Yuuri se bañó primero.

Que Viktor recordara, ya desnudo y solo con una toalla blanca amarrada a su cintura, fuera del baño, la última vez que había tomado un baño conjunto con Yuuri... el menor habría tenido unos tres o cuatro años. Cinco como máximo.

Viktor chasqueó la lengua.

Claro, a los seis fue cuando encontró las notas, según le había contado Yuuri, y había unido los cabos, sumado dos más dos, llegando a la acertada conclusión de que era adoptado.

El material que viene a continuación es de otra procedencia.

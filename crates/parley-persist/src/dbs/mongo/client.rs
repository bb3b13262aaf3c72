use async_trait::async_trait;
use bson::doc;
use mongodb::{Client, Collection};
use serde::{Deserialize, Serialize};

use crate::error::{PersistError, Result};
use crate::store::KvStore;

#[derive(Debug, Clone, Serialize, Deserialize)]
struct KvDocument {
    #[serde(rename = "_id")]
    key: String,
    value: String,
}

/// One document per key: `{ _id: key, value: "..." }`
pub struct MongoKvStore {
    collection: Collection<KvDocument>,
}

impl MongoKvStore {
    /// Connect to MongoDB and bind the collection holding the entries
    pub async fn connect(mongodb_uri: &str, database: &str, collection: &str) -> Result<Self> {
        let client = Client::with_uri_str(mongodb_uri)
            .await
            .map_err(|e| PersistError::Connection(e.to_string()))?;

        Ok(Self {
            collection: client.database(database).collection(collection),
        })
    }
}

#[async_trait]
impl KvStore for MongoKvStore {
    async fn get(&self, key: &str) -> Result<Option<String>> {
        let document = self.collection.find_one(doc! { "_id": key }).await?;
        Ok(document.map(|d| d.value))
    }

    async fn put(&self, key: &str, value: String) -> Result<()> {
        let document = KvDocument {
            key: key.to_string(),
            value,
        };

        self.collection
            .replace_one(doc! { "_id": key }, &document)
            .upsert(true)
            .await?;
        Ok(())
    }
}
use serde::{Deserialize, Serialize};

/// One message in a conversation, tagged with who said it.
#[derive(Debug, Clone, PartialEq, Eq, Serialize, Deserialize)]
pub struct Turn {
    pub role: Role,
    pub content: String,
}

impl Turn {
    pub fn user(content: impl Into<String>) -> Self {
        Self {
            role: Role::User,
            content: content.into(),
        }
    }

    pub fn assistant(content: impl Into<String>) -> Self {
        Self {
            role: Role::Assistant,
            content: content.into(),
        }
    }

    pub fn is_user(&self) -> bool {
        self.role == Role::User
    }
}

#[derive(Debug, Clone, Copy, PartialEq, Eq, Serialize, Deserialize)]
#[serde(rename_all = "lowercase")]
pub enum Role {
    User,
    Assistant,
}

La razón por la que no se los dijo ni a Mila ni a Viktor, fue porque no había hallado la manera de hacerlo. Había batallado durante semanas. Luego ocurrió el incidente de su primer ataque de ansiedad, Viktor volviéndose frío y distante con Mila. Yuuri temió que, al recriminarle a alguno, los silencios prolongados que tanto lo aterraban volverían, por lo que guardó silencio.

Si Viktor no hubiese hecho aquella pregunta, un poco más de un año atrás: "¿Qué piensas de Viktor? No de papá."

Yuuri jamás se habría planteado los verdaderos sentimientos que tenía hacia el platinado.

Si Yuuri no lo hubiera besado, o Viktor no hubiera estado tan aturdido y se hubiera apartado, entonces tal vez... Tal vez aquella relación no existiría.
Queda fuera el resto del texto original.